Japan Is Set for ‘Imminent Takeoff’ in 2022: AXA

  • Axa Investment Managers’ $981 billion in assets make it one of Europe’s biggest investors.
  • The fund firm has picked out Japan as a potential strong performer in 2022.
  • Axa also said it expects global supply chain and inflationary pressures to ease.

Next year is likely to be one of economic recovery, even though inflation has picked up and the threat from the coronavirus is far from over. Axa Investment Managers, one of the world’s largest asset managers $981 billion under its watch, is tipping Japan as one market that looks set for a strong bounce-back in 2022.

While the US economy and equities market has seen a meteoric resurgence from the pandemic-triggered crash of early 2020, stocks in the world’s third biggest economy have lagged behind.

In a contribution to Axa’s 2022 outlook research note, Hugo Le Damany, an economist focused on core investments, pointed out that Japan has been held back by a slow vaccination roll-out and a longer period of restrictions than the US and much of Europe.

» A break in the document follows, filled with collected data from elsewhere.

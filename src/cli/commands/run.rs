//! Run command implementation.
//!
//! The `baton run` command executes the workflow, rendering each step as
//! the runner reports it.

use serde::Serialize;
use std::collections::HashMap;
use std::fs;
use std::path::{Path, PathBuf};
use std::time::Duration;
use tokio::sync::broadcast::error::RecvError;
use tracing::debug;

use crate::cli::args::RunArgs;
use crate::config::BatonConfig;
use crate::error::{BatonError, Result};
use crate::gating::{GatingPolicy, UploadedFileRef};
use crate::history::{RunHistory, RunRecord};
use crate::runner::{
    RunEvent, RunOptions, RunOutcome, RunState, Scheduling, SimulatedExecutor, WorkflowRunner,
};
use crate::ui::{format_duration, OutputMode, RunSummary, SpinnerHandle, UserInterface};

use super::dispatcher::{
    load_command_config, Command, CommandResult, EXIT_FAILURE, EXIT_PRECONDITION,
};

/// Message recorded on steps made to fail with `--fail`.
const FORCED_FAILURE: &str = "failure requested with --fail";

/// The run command implementation.
pub struct RunCommand {
    project_root: PathBuf,
    config_override: Option<PathBuf>,
    args: RunArgs,
}

/// How the event loop ended.
enum Ending {
    Finished { blocked: Vec<String> },
    Declined { step_id: String },
}

/// `--json` output.
#[derive(Serialize)]
struct RunReport<'a> {
    workflow: &'a str,
    outcome: RunOutcome,
    #[serde(skip_serializing_if = "Option::is_none")]
    record: Option<&'a RunRecord>,
    state: &'a RunState,
}

impl RunCommand {
    /// Create a new run command.
    pub fn new(project_root: &Path, args: RunArgs) -> Self {
        Self {
            project_root: project_root.to_path_buf(),
            config_override: None,
            args,
        }
    }

    /// Load configuration from this file instead of `.baton/`.
    pub fn with_config_override(mut self, path: Option<&Path>) -> Self {
        self.config_override = path.map(Path::to_path_buf);
        self
    }

    /// Get the project root path.
    pub fn project_root(&self) -> &Path {
        &self.project_root
    }

    /// Get the command arguments.
    pub fn args(&self) -> &RunArgs {
        &self.args
    }

    /// Build run options from config and flags.
    fn build_options(&self, config: &BatonConfig) -> RunOptions {
        let mut options = config.run_options();
        if self.args.graph {
            options.scheduling = Scheduling::Graph;
        }
        if self.args.strict {
            options.gating = GatingPolicy::Strict;
        }
        options
    }

    fn build_executor(&self, config: &BatonConfig) -> SimulatedExecutor {
        let time_scale = self.args.time_scale.unwrap_or(config.settings.time_scale);
        self.args.fail.iter().fold(
            SimulatedExecutor::new().with_time_scale(time_scale),
            |executor, step_id| executor.fail_step(step_id.as_str(), FORCED_FAILURE),
        )
    }

    /// Follow the run's events until it finishes or a review is declined.
    async fn follow(
        &self,
        runner: &WorkflowRunner,
        ui: &mut dyn UserInterface,
    ) -> Result<Option<Ending>> {
        let mut events = runner.subscribe();
        match runner.start() {
            Ok(()) => {}
            Err(e @ BatonError::MissingInput { .. }) => {
                ui.error(&e.to_string());
                return Ok(None);
            }
            Err(e) => return Err(e),
        }

        let total = runner.catalog().len();
        let names: HashMap<&str, &str> = runner
            .catalog()
            .list()
            .iter()
            .map(|s| (s.id.as_str(), s.name.as_str()))
            .collect();
        let name_of = |id: &str| names.get(id).copied().unwrap_or("?").to_string();

        let mut spinners: HashMap<String, Box<dyn SpinnerHandle>> = HashMap::new();
        loop {
            let event = match events.recv().await {
                Ok(event) => event,
                Err(RecvError::Lagged(skipped)) => {
                    debug!("Renderer skipped {} run events", skipped);
                    continue;
                }
                Err(RecvError::Closed) => {
                    return Ok(Some(Ending::Finished {
                        blocked: Vec::new(),
                    }))
                }
            };

            match event {
                RunEvent::StepStarted { step_id, index } => {
                    ui.show_progress(index + 1, total);
                    let spinner = ui.start_spinner(&format!("{}...", name_of(&step_id)));
                    spinners.insert(step_id, spinner);
                }
                RunEvent::StepCompleted { step_id, .. } => {
                    let state = runner.snapshot();
                    let record = state.executions.get(&step_id);
                    let took = record
                        .and_then(|r| r.duration_ms())
                        .map(|ms| format_duration(Duration::from_millis(ms)))
                        .unwrap_or_default();
                    if let Some(mut spinner) = spinners.remove(&step_id) {
                        spinner.finish_success(&format!("{} ({})", name_of(&step_id), took));
                    }
                    if ui.output_mode().shows_logs() {
                        for line in record.map(|r| r.logs.as_slice()).unwrap_or_default() {
                            ui.message(&format!("    {}", line));
                        }
                    }
                }
                RunEvent::StepFailed { step_id, error, .. } => {
                    if let Some(mut spinner) = spinners.remove(&step_id) {
                        spinner.finish_error(&format!("{} failed: {}", name_of(&step_id), error));
                    }
                }
                RunEvent::StepAwaitingReview { step_id, index } => {
                    let name = name_of(&step_id);
                    if let Some(mut spinner) = spinners.remove(&step_id) {
                        spinner.finish_review(&format!("{} needs review", name));
                    }
                    let approved = self.args.auto_approve
                        || ui.confirm(&format!("Approve '{}'?", name), false)?;
                    if !approved {
                        return Ok(Some(Ending::Declined { step_id }));
                    }
                    runner.resume_from(index)?;
                }
                RunEvent::StepApproved { step_id, .. } => {
                    ui.success(&format!("{} approved", name_of(&step_id)));
                }
                RunEvent::RunCompleted { .. } => {
                    return Ok(Some(Ending::Finished {
                        blocked: Vec::new(),
                    }))
                }
                RunEvent::RunFailed { blocked, .. } => {
                    return Ok(Some(Ending::Finished { blocked }));
                }
                RunEvent::RunStarted { .. }
                | RunEvent::RunReset
                | RunEvent::FilesChanged { .. } => {}
            }
        }
    }
}

/// Turn file paths into upload references.
///
/// Reports the first unreadable path through `ui` and returns `None`.
pub(crate) fn read_uploads(
    paths: &[PathBuf],
    ui: &mut dyn UserInterface,
) -> Option<Vec<UploadedFileRef>> {
    let mut uploads = Vec::with_capacity(paths.len());
    for path in paths {
        let name = path.file_name().map(|n| n.to_string_lossy().into_owned());
        match (name, fs::metadata(path)) {
            (Some(name), Ok(meta)) if meta.is_file() => {
                uploads.push(UploadedFileRef::new(name, meta.len()));
            }
            _ => {
                ui.error(&format!("Input file not found: {}", path.display()));
                return None;
            }
        }
    }
    Some(uploads)
}

impl Command for RunCommand {
    fn execute(&self, ui: &mut dyn UserInterface) -> Result<CommandResult> {
        let Some(config) =
            load_command_config(&self.project_root, self.config_override.as_deref(), ui)?
        else {
            return Ok(CommandResult::failure(EXIT_PRECONDITION));
        };
        if self.args.json {
            ui.set_output_mode(OutputMode::Silent);
        }

        let Some(uploads) = read_uploads(&self.args.files, ui) else {
            return Ok(CommandResult::failure(EXIT_PRECONDITION));
        };

        let workflow = config.workflow_name();
        let runner = WorkflowRunner::new(
            config.catalog()?,
            self.build_executor(&config),
            self.build_options(&config),
        )?;
        for upload in uploads {
            runner.add_file(upload)?;
        }

        ui.show_header(workflow);
        if ui.output_mode() == OutputMode::Verbose {
            let options = runner.options();
            ui.message(&format!(
                "{} steps, {:?} scheduling, {:?} gating",
                runner.catalog().len(),
                options.scheduling,
                options.gating
            ));
        }

        let runtime = tokio::runtime::Builder::new_current_thread()
            .enable_time()
            .build()?;
        let Some(ending) = runtime.block_on(self.follow(&runner, ui))? else {
            return Ok(CommandResult::failure(EXIT_PRECONDITION));
        };

        let state = runner.snapshot();
        let total_steps = runner.catalog().len();
        let mut history = RunHistory::seeded();
        let record = history.record(workflow, &state, total_steps);

        let blocked = match &ending {
            Ending::Finished { blocked } => blocked.clone(),
            Ending::Declined { .. } => Vec::new(),
        };
        ui.show_summary(&RunSummary {
            workflow: workflow.to_string(),
            outcome: state.outcome(),
            steps_completed: state.completed_count(),
            total_steps,
            elapsed_ms: runner.elapsed_ms(),
            blocked,
        });

        if self.args.json {
            let report = RunReport {
                workflow,
                outcome: state.outcome(),
                record,
                state: &state,
            };
            let json = serde_json::to_string_pretty(&report).map_err(anyhow::Error::from)?;
            println!("{}", json);
        }

        match (ending, state.outcome()) {
            (Ending::Declined { step_id }, _) => {
                ui.warning(&format!("Run stopped: '{}' was not approved", step_id));
                Ok(CommandResult::failure(EXIT_FAILURE))
            }
            (_, RunOutcome::Completed) => {
                if let Some(record) = record {
                    ui.success(&format!("Run {} complete", record.id));
                }
                Ok(CommandResult::success())
            }
            _ => {
                if let Some(error) = &state.error {
                    ui.error(error);
                }
                Ok(CommandResult::failure(EXIT_FAILURE))
            }
        }
    }
}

The Nikkei has returned a paltry 4.78% over the past year, a figure trounced by the S&P 500’s remarkable 24.83%. As a result, price-to-earnings ratio of the stocks in the Japanese benchmark index is just 15.98, compared with almost 25 for the S&P 500, according to Bloomberg data.

This could be about to change though, with the macroeconomic backdrop set to improve markedly. An “imminent take-off” is on the cards, according to Le Damany.

“Approximately 80% of the population is now vaccinated and the government declared an end to the state of emergency in late September. Some restrictions persist, but these should be removed quickly.” 

“In other words, we see more tailwinds than headwinds in the coming months and these should start to support growth from the fourth quarter with a strong mechanical catch-up.” 

AXA expects Japan to actually tie with the US on economic growth next year, hitting an annual rate of 3.5%. This could be considered a bold prediction, given the long running struggle Japan has faced in generating growth since well before the pandemic.

Le Damany said this recovery will continue as the new year gets underway, because a rebound in consumer demand is far from complete, and is backed by a large amount of personal saving in the population, with levels hitting 3.7% of GDP. 

He also noted the Japanese government has taken some big fiscal steps toward stimulating the economy that could bear fruit in 2022. These include cash handouts to people under the age of 18 of $890, shopping vouchers for ‘My Number’ digital ID cardholders and subsidies to small and medium-sized businesses.

The degree to which an improved economic picture will be reflected in the Japanese stock market is uncertain, but it is clear that better economic conditions raise the chances of higher equities returns next year.

Japan’s leading index, the Nikkei 225 has been left in the dust by all the other benchmark indices across the G7, but the Asian nation looks set to make up at least some ground. 

Nikkei vs S&P

Google Finance chart of the Nikkei 225 versus the S&P 500


AXA also struck a positive tone on the global economy in its 2022 outlook note, as it expects inflation to ease in the new year.

Chief economist and head of research Gilles Moec said the fund manager believes pressure on global supply chains will gradually decline, contributing to a slowdown in inflation. 

An easing of inflation would give central banks cover to hold off on rate rises, which would risk stalling the pandemic recovery.

“This would allow central banks to maintain a prudent approach to the pace of policy normalization,” Moec noted. 

Turning specifically to the US, AXA expects a slowdown in the rate of growth seen in the early stages of the recovery, but is still pretty bullish.

“GDP growth should continue at a robust pace, though likely decelerate,” noted David Page, head of macro research. “We forecast growth of 5.5% in 2021, 3.5% in 2022 and 2.7% in 2023.”

Page added that the

Federal Reserve

does not look set to start a material tightening cycle until the end of 2022. He cautioned that any fresh doubts about managing longer-term inflation could bring on an earlier start to this.

The Bank of Japan, meanwhile, is largely expected to hold fire, keeping monetary policy ultra-accommodative, which should be a boon to the stock market. 

“We believe the Bank of Japan (BoJ) should maintain its accommodative monetary policy at least until
2024, while steadily tapering government bond and risk asset purchases. The bar is likely too high to taper faster,” Le Damany said.